Старая лисица успокоила меня:
– Я подарю тебе талисман, который предохранит тебя от всех опасностей.
Когда мы перешли в его кабинет, он извлек из ящика письменного стола маленькую картонную коробочку.
– Вот взгляни, я купил это недавно за две марки пятьдесят пфеннигов у антиквара на Фридрихштрассе.
Он показал мне бронзовую медаль величиной с талер. На оборотной стороне были видны герб города Карлсруэ и дата – 1838 год, на лицевой изображен мужской профиль, производивший впечатление римского, вокруг которого полукружием располагались латинские слова: «Pro meritis de Ribbentrop» – «За заслуги Риббентропа».
– Не знаю точно, что такое сделал этот Риббентроп, – сказал Раумер. – Кажется, он играл какую-то роль во время освободительных войн.[31] Предком нашего Иоахима он не является, и, как мне говорили, если они и родня, то, в лучшем случае, десятая вода на киселе. Но это не имеет значения. Что ни говори, а его зовут Риббентропом и перед его именем стоит «de». Пожалуй, это «de» всего только предлог родительного падежа в новолатинском языке. Но Иоахим, конечно, сочтет его дворянской приставкой. Я знаю, как он сходит с ума по всему дворянскому. Он будет благодарен тебе по гроб жизни, если ты преподнесешь ему эту редкость для галереи предков.

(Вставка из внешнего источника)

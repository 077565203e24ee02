//! Homonym Lookup - CLI
//!
//! Thin wrapper over the lookup library: check word pairs, list relations,
//! and show dataset statistics.

use anyhow::Result;
use clap::{Parser, Subcommand};
use homonyms::{
    commands::{check_words, related_words},
    lexicon::Lexicon,
    output::{print_check_result, print_related_result, print_statistics},
    wordlists::loader::{groups_from_slice, load_groups_from_file},
    wordlists::{HOMOGRAPH_GROUPS, HOMOPHONE_GROUPS},
};

#[derive(Parser)]
#[command(
    name = "homonyms",
    about = "English homonym lookup over embedded homograph and homophone groups",
    version,
    author
)]
struct Cli {
    #[command(subcommand)]
    command: Commands,

    /// Path to a custom homograph group file (default: embedded data)
    #[arg(long, global = true)]
    homographs: Option<String>,

    /// Path to a custom homophone group file (default: embedded data)
    #[arg(long, global = true)]
    homophones: Option<String>,
}

#[derive(Subcommand)]
enum Commands {
    /// Check whether two words are homographs, homophones, or homonyms
    Check {
        /// First word
        word1: String,

        /// Second word
        word2: String,
    },

    /// List every known relation of a word
    Related {
        /// Word to look up
        word: String,
    },

    /// Show dataset statistics
    Stats,
}

/// Build the lexicon, honoring file overrides for either group collection
fn load_lexicon(homographs: Option<&str>, homophones: Option<&str>) -> Result<Lexicon> {
    let homograph_groups = match homographs {
        Some(path) => load_groups_from_file(path)?,
        None => groups_from_slice(HOMOGRAPH_GROUPS),
    };
    let homophone_groups = match homophones {
        Some(path) => load_groups_from_file(path)?,
        None => groups_from_slice(HOMOPHONE_GROUPS),
    };

    Ok(Lexicon::new(&homograph_groups, &homophone_groups))
}

fn main() -> Result<()> {
    let cli = Cli::parse();

    let lexicon = load_lexicon(cli.homographs.as_deref(), cli.homophones.as_deref())?;

    match cli.command {
        Commands::Check { word1, word2 } => {
            let result = check_words(&lexicon, &word1, &word2);
            print_check_result(&result);
        }
        Commands::Related { word } => {
            let result = related_words(&lexicon, &word);
            print_related_result(&result);
        }
        Commands::Stats => {
            print_statistics(&lexicon.statistics());
        }
    }

    Ok(())
}
//! Related-word listing command
//!
//! Collects every relation of a single word, sorted for stable display.

use crate::core::Term;
use crate::lexicon::Lexicon;
use rustc_hash::FxHashSet;

/// Relations of one word, sorted alphabetically
pub struct RelatedResult {
    /// The queried word, normalized
    pub word: String,
    pub homographs: Vec<String>,
    pub homophones: Vec<String>,
    pub all: Vec<String>,
}

/// List every relation of a word
///
/// Total: an unknown word yields three empty lists.
#[must_use]
pub fn related_words(lexicon: &Lexicon, word: &str) -> RelatedResult {
    let matches = lexicon.all_homonyms(word);

    RelatedResult {
        word: Term::new(word).as_str().to_string(),
        homographs: sorted(&matches.homographs),
        homophones: sorted(&matches.homophones),
        all: sorted(&matches.all),
    }
}

fn sorted(terms: &FxHashSet<Term>) -> Vec<String> {
    let mut words: Vec<String> = terms.iter().map(|t| t.as_str().to_string()).collect();
    words.sort_unstable();
    words
}
//! Homonym query engine
//!
//! A Lexicon is built once from two collections of equivalence groups and is
//! read-only afterwards, so it can be shared freely across threads.

use super::index::{ReverseIndex, build_reverse_index};
use crate::core::Term;
use rustc_hash::FxHashSet;

/// Read-only lookup over homograph and homophone relations
///
/// Both reverse indexes are built with self-inclusion: a known word always
/// relates to itself along with the rest of its group(s). Inputs to every
/// query are normalized (lowercased, trimmed) before lookup.
pub struct Lexicon {
    homograph_group_count: usize,
    homophone_group_count: usize,
    homographs: ReverseIndex,
    homophones: ReverseIndex,
}

/// Relations of one word, split by kind
///
/// `all` is always the union of `homographs` and `homophones`.
pub struct HomonymMatches {
    pub homographs: FxHashSet<Term>,
    pub homophones: FxHashSet<Term>,
    pub all: FxHashSet<Term>,
}

/// Dataset counts for a Lexicon
#[derive(Debug, Clone, Copy, PartialEq, Eq)]
pub struct Statistics {
    /// Number of homograph equivalence groups loaded
    pub homograph_groups: usize,
    /// Number of homophone equivalence groups loaded
    pub homophone_groups: usize,
    /// Distinct words in the homograph reverse index
    pub homograph_words: usize,
    /// Distinct words in the homophone reverse index
    pub homophone_words: usize,
}

impl Lexicon {
    /// Build a lexicon from equivalence groups
    ///
    /// Each group is a list of raw-case words related under that relation.
    /// Duplicate spellings within a group collapse to one stored word.
    ///
    /// # Examples
    /// ```
    /// use homonyms::lexicon::Lexicon;
    ///
    /// let homographs = vec![vec!["lead".to_string(), "lead".to_string()]];
    /// let homophones = vec![vec!["to".to_string(), "too".to_string(), "two".to_string()]];
    /// let lexicon = Lexicon::new(&homographs, &homophones);
    ///
    /// assert!(lexicon.are_homographs("lead", "lead"));
    /// assert!(lexicon.are_homophones("to", "too"));
    /// ```
    #[must_use]
    pub fn new(homograph_groups: &[Vec<String>], homophone_groups: &[Vec<String>]) -> Self {
        Self {
            homograph_group_count: homograph_groups.len(),
            homophone_group_count: homophone_groups.len(),
            homographs: build_reverse_index(homograph_groups, true),
            homophones: build_reverse_index(homophone_groups, true),
        }
    }

    /// Build a lexicon from the embedded word groups
    #[must_use]
    pub fn embedded() -> Self {
        use crate::wordlists::loader::groups_from_slice;
        use crate::wordlists::{HOMOGRAPH_GROUPS, HOMOPHONE_GROUPS};

        Self::new(
            &groups_from_slice(HOMOGRAPH_GROUPS),
            &groups_from_slice(HOMOPHONE_GROUPS),
        )
    }

    /// Check whether two inputs are homographs
    ///
    /// Homographs are defined on a single spelling carrying multiple senses,
    /// so this is true only when both inputs normalize to the same word and
    /// that word is known to the homograph index.
    #[must_use]
    pub fn are_homographs(&self, word1: &str, word2: &str) -> bool {
        let (word1, word2) = (Term::new(word1), Term::new(word2));
        word1 == word2 && self.homographs.contains_key(&word1)
    }

    /// Check whether two inputs are homophones
    ///
    /// True when the second word is in the homophone entry of the first.
    /// Self-inclusion makes `are_homophones(x, x)` true for every word the
    /// homophone index knows, a deliberate policy choice over treating a
    /// word as never being its own homophone.
    #[must_use]
    pub fn are_homophones(&self, word1: &str, word2: &str) -> bool {
        let (word1, word2) = (Term::new(word1), Term::new(word2));
        self.homophones
            .get(&word1)
            .is_some_and(|related| related.contains(&word2))
    }

    /// Check whether two inputs are homonyms (homographs or homophones)
    #[must_use]
    pub fn are_homonyms(&self, word1: &str, word2: &str) -> bool {
        self.are_homographs(word1, word2) || self.are_homophones(word1, word2)
    }

    /// Get all homographs of a word, empty when the word is unknown
    #[must_use]
    pub fn homographs_of(&self, word: &str) -> FxHashSet<Term> {
        self.homographs
            .get(&Term::new(word))
            .cloned()
            .unwrap_or_default()
    }

    /// Get all homophones of a word, empty when the word is unknown
    #[must_use]
    pub fn homophones_of(&self, word: &str) -> FxHashSet<Term> {
        self.homophones
            .get(&Term::new(word))
            .cloned()
            .unwrap_or_default()
    }

    /// Get every relation of a word, split by kind plus their union
    ///
    /// Total: unknown words yield three empty sets.
    #[must_use]
    pub fn all_homonyms(&self, word: &str) -> HomonymMatches {
        let homographs = self.homographs_of(word);
        let homophones = self.homophones_of(word);
        let all = homographs.union(&homophones).cloned().collect();

        HomonymMatches {
            homographs,
            homophones,
            all,
        }
    }

    /// Get group and distinct-word counts for the loaded dataset
    #[must_use]
    pub fn statistics(&self) -> Statistics {
        Statistics {
            homograph_groups: self.homograph_group_count,
            homophone_groups: self.homophone_group_count,
            homograph_words: self.homographs.len(),
            homophone_words: self.homophones.len(),
        }
    }
}

#[cfg(test)]
mod tests {
    use super::*;

    fn group(words: &[&str]) -> Vec<String> {
        words.iter().map(|&w| w.to_string()).collect()
    }

    fn fixture() -> Lexicon {
        let homographs = vec![
            group(&["lead", "lead"]),
            group(&["bank", "bank", "bank"]),
            group(&["present", "present", "present"]),
        ];
        let homophones = vec![
            group(&["to", "too", "two"]),
            group(&["bank", "bank"]),
            group(&["read", "reed"]),
            group(&["red", "read"]),
        ];
        Lexicon::new(&homographs, &homophones)
    }

    #[test]
    fn homographs_require_identical_spelling() {
        let lexicon = fixture();

        assert!(lexicon.are_homographs("lead", "lead"));
        assert!(!lexicon.are_homographs("lead", "bank"));
        assert!(!lexicon.are_homographs("to", "too"));
    }

    #[test]
    fn homographs_require_known_word() {
        let lexicon = fixture();

        // Equal spellings alone are not enough
        assert!(!lexicon.are_homographs("table", "table"));
        assert!(!lexicon.are_homographs("xyzzy", "xyzzy"));
    }

    #[test]
    fn homophones_within_group() {
        let lexicon = fixture();

        assert!(lexicon.are_homophones("to", "too"));
        assert!(lexicon.are_homophones("to", "two"));
        assert!(!lexicon.are_homophones("to", "bank"));
    }

    #[test]
    fn homophones_symmetric() {
        let lexicon = fixture();

        assert_eq!(
            lexicon.are_homophones("to", "too"),
            lexicon.are_homophones("too", "to")
        );
        assert_eq!(
            lexicon.are_homophones("read", "red"),
            lexicon.are_homophones("red", "read")
        );
    }

    #[test]
    fn self_homophone_for_indexed_word() {
        let lexicon = fixture();

        // Self-inclusion policy: an indexed word is its own homophone
        assert!(lexicon.are_homophones("bank", "bank"));
        assert!(lexicon.are_homophones("to", "to"));
        assert!(!lexicon.are_homophones("lead", "lead"));
    }

    #[test]
    fn homonyms_is_either_relation() {
        let lexicon = fixture();

        assert!(lexicon.are_homonyms("lead", "lead")); // homograph only
        assert!(lexicon.are_homonyms("to", "too")); // homophone only
        assert!(lexicon.are_homonyms("bank", "bank")); // both
        assert!(!lexicon.are_homonyms("to", "lead"));
        assert!(!lexicon.are_homonyms("xyzzy", "xyzzy"));
    }

    #[test]
    fn queries_normalize_inputs() {
        let lexicon = fixture();

        assert!(lexicon.are_homographs("Lead ", " LEAD"));
        assert!(lexicon.are_homophones(" TO", "Too "));
        assert_eq!(
            lexicon.are_homonyms("Bank ", "bank"),
            lexicon.are_homonyms("bank", "bank")
        );
    }

    #[test]
    fn homographs_of_known_word() {
        let lexicon = fixture();

        let related = lexicon.homographs_of("present");
        assert_eq!(related.len(), 1);
        assert!(related.contains(&Term::new("present")));
    }

    #[test]
    fn homophones_of_union_across_groups() {
        let lexicon = fixture();

        let related = lexicon.homophones_of("read");
        assert_eq!(related.len(), 3);
        assert!(related.contains(&Term::new("read")));
        assert!(related.contains(&Term::new("reed")));
        assert!(related.contains(&Term::new("red")));
    }

    #[test]
    fn retrievals_empty_for_unknown_word() {
        let lexicon = fixture();

        assert!(lexicon.homographs_of("xyzzy").is_empty());
        assert!(lexicon.homophones_of("xyzzy").is_empty());
    }

    #[test]
    fn all_homonyms_is_union() {
        let lexicon = fixture();

        let matches = lexicon.all_homonyms("bank");
        let expected: FxHashSet<Term> = matches
            .homographs
            .union(&matches.homophones)
            .cloned()
            .collect();
        assert_eq!(matches.all, expected);
        assert!(matches.all.contains(&Term::new("bank")));
    }

    #[test]
    fn all_homonyms_unknown_word() {
        let lexicon = fixture();

        let matches = lexicon.all_homonyms("xyzzy");
        assert!(matches.homographs.is_empty());
        assert!(matches.homophones.is_empty());
        assert!(matches.all.is_empty());
    }

    #[test]
    fn statistics_counts() {
        let lexicon = fixture();

        let stats = lexicon.statistics();
        assert_eq!(stats.homograph_groups, 3);
        assert_eq!(stats.homophone_groups, 4);
        assert_eq!(stats.homograph_words, 3);
        // to, too, two, bank, read, reed, red
        assert_eq!(stats.homophone_words, 7);
    }

    #[test]
    fn embedded_lexicon_spot_checks() {
        let lexicon = Lexicon::embedded();

        assert!(lexicon.are_homographs("lead", "lead"));
        assert!(lexicon.are_homophones("to", "too"));
        assert!(lexicon.are_homophones("too", "to"));
        assert!(lexicon.are_homophones("bank", "bank"));
        assert!(!lexicon.are_homophones("cat", "dog"));
        assert!(!lexicon.are_homonyms("xyzzy", "xyzzy"));
    }

    #[test]
    fn embedded_statistics_match_group_consts() {
        use crate::wordlists::{HOMOGRAPH_GROUPS_COUNT, HOMOPHONE_GROUPS_COUNT};

        let stats = Lexicon::embedded().statistics();
        assert_eq!(stats.homograph_groups, HOMOGRAPH_GROUPS_COUNT);
        assert_eq!(stats.homophone_groups, HOMOPHONE_GROUPS_COUNT);
    }
}
//! Terminal output formatting

pub mod display;

pub use display::{print_check_result, print_related_result, print_statistics};
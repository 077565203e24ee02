//! Homonym Lookup
//!
//! A lexical-relation lookup library for English words: homographs (same
//! spelling, distinct meanings), homophones (same pronunciation, possibly
//! different spelling), and homonyms (either relation).
//!
//! # Quick Start
//!
//! ```rust
//! use homonyms::lexicon::Lexicon;
//!
//! let lexicon = Lexicon::embedded();
//!
//! assert!(lexicon.are_homographs("lead", "lead"));
//! assert!(lexicon.are_homophones("to", "too"));
//! assert!(lexicon.are_homonyms("Bank ", "bank"));
//!
//! let matches = lexicon.all_homonyms("read");
//! println!("{} related words", matches.all.len());
//! ```
//!
//! The lexicon is immutable after construction and safe to share across
//! threads. Custom datasets can be injected through [`lexicon::Lexicon::new`]
//! or loaded from files with [`wordlists::loader::load_groups_from_file`].

// Core domain types
pub mod core;

// Relation indexes and queries
pub mod lexicon;

// Word group data
pub mod wordlists;

// Command implementations
pub mod commands;

// Terminal output formatting
pub mod output;
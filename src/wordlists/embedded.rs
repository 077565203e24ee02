//! Embedded word groups
//!
//! Equivalence groups compiled into the binary at build time.

// Include generated group lists from build script
include!(concat!(env!("OUT_DIR"), "/homographs.rs"));
include!(concat!(env!("OUT_DIR"), "/homophones.rs"));
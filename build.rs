//! Build script to generate embedded word groups
//!
//! Reads group data files and generates Rust source code with const arrays.
//! Each input line is one equivalence group: words separated by commas.
//! Blank lines and lines starting with '#' are skipped.

use std::env;
use std::fs;
use std::io::Write;
use std::path::Path;

fn main() {
    let out_dir = env::var("OUT_DIR").unwrap();

    // Generate homograph groups (same spelling repeated once per sense)
    generate_group_list(
        "data/homographs.txt",
        &Path::new(&out_dir).join("homographs.rs"),
        "HOMOGRAPH_GROUPS",
        "Homograph equivalence groups (one spelling per group, repeated per sense)",
    );

    // Generate homophone groups (sound-alike spellings)
    generate_group_list(
        "data/homophones.txt",
        &Path::new(&out_dir).join("homophones.rs"),
        "HOMOPHONE_GROUPS",
        "Homophone equivalence groups (spellings sharing a pronunciation)",
    );

    // Rebuild if group data changes
    println!("cargo:rerun-if-changed=data/homographs.txt");
    println!("cargo:rerun-if-changed=data/homophones.txt");
}

fn generate_group_list(input_path: &str, output_path: &Path, const_name: &str, doc_comment: &str) {
    let content = fs::read_to_string(input_path)
        .unwrap_or_else(|e| panic!("Failed to read {input_path}: {e}"));

    let groups: Vec<Vec<&str>> = content
        .lines()
        .map(str::trim)
        .filter(|line| !line.is_empty() && !line.starts_with('#'))
        .map(|line| {
            line.split(',')
                .map(str::trim)
                .filter(|word| !word.is_empty())
                .collect()
        })
        .collect();
    let count = groups.len();

    let mut output = fs::File::create(output_path)
        .unwrap_or_else(|e| panic!("Failed to create {}: {e}", output_path.display()));

    writeln!(output, "// Generated word groups").unwrap();
    writeln!(output, "//").unwrap();
    writeln!(output, "// {doc_comment}").unwrap();
    writeln!(output).unwrap();
    writeln!(output, "/// {doc_comment}").unwrap();
    writeln!(output, "pub const {const_name}: &[&[&str]] = &[").unwrap();

    for group in groups {
        let members: Vec<String> = group.iter().map(|word| format!("\"{word}\"")).collect();
        writeln!(output, "    &[{}],", members.join(", ")).unwrap();
    }

    writeln!(output, "];").unwrap();
    writeln!(output).unwrap();
    writeln!(output, "/// Number of groups in {const_name}").unwrap();
    writeln!(output, "pub const {const_name}_COUNT: usize = {count};").unwrap();
}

Перед первым же обедом, который Риббентроп и его жена давали в Лондоне для сотрудников посольства, я сунул медаль в карман. Перед тем, как сесть за стол, я подошел к Риббентропу и сказал:
– Господин посол, я хочу взять на себя смелость вручить вам медаль в вашу честь.
Он с удивлением посмотрел на меня:
– Уж не сошли ли вы с ума?
– Нет, господин посол. Вот она, – и я вытащил вещичку из кармана.
Он взял ее и внимательно разглядывал со всех сторон. Лицо его просияло.
– Вы хотите подарить мне эту медаль? Какая милая любезность с вашей стороны.
За обедом он трижды пил за мое здоровье, тогда как его первый советник – посланник Верман – и все другие удостоились этой чести, в лучшем случае, по одному разу.
Вслед за этим в салоне он пригласил меня присесть рядом с ним на тахте и выпить чашечку турецкого кофе. Вблизи заняли позицию оба его адъютанта, Шпитци и Тернер, готовые выполнить приказы в случае, если таковые последуют.
– Вы знаете, Путлиц, кто изображен на этой медали?
– К сожалению, нет, господин посол. Я нахожу только, что существует некоторое фамильное сходство между вами и этим человеком.
– Тогда я вам расскажу. Этот Риббентроп – один из тех, кто оказал решающее влияние на историю последнего столетия.
Я молчал.
– Ведь вы знаете о графе Йорке фон Вартенберге, заключившем Тауроггенскую конвенцию?
– Так точно, господин посол, я более или менее знаком с историей Пруссии.
– Раз так, вам будет понятно, что вся история Европы за последний век протекала бы совсем иначе, если бы генерал Йорк не заключил союза с русским царем. Тогда коалиция против Наполеона никак не смогла бы образоваться.
– Это вполне возможно, господин посол.
– Так вот, этот Риббентроп, изображенный на медали, занимал один из важнейших постов в штабе Йорка – он был его генерал-квартирмейстером. Как видите, вы подарили мне вещь, действительно имеющую историческое значение, и я хотел бы еще раз искренно поблагодарить вас.
Его мысль продолжала работать.
– Шпитци, – обратился он к стоявшему за ним адъютанту, который тут же поспешно наклонился к Риббентропу. – Занесите в памятную книжку: завтра утром надо послать телеграмму в Берлин, в генеральный штаб. Там, насколько мне известно, висит портрет этого человека, нарисованный масляными красками. Он тоже может теперь вернуться в фамильную галерею.
Больше я никогда не имел с Риббентропом столь доверительной беседы. Но и один этот разговор оказал свое действие на годы вперед. Раумеровский талисман, купленный за две с половиной марки, защищал меня от всех опасностей, которым я часто подвергался, пока Риббентроп был послом.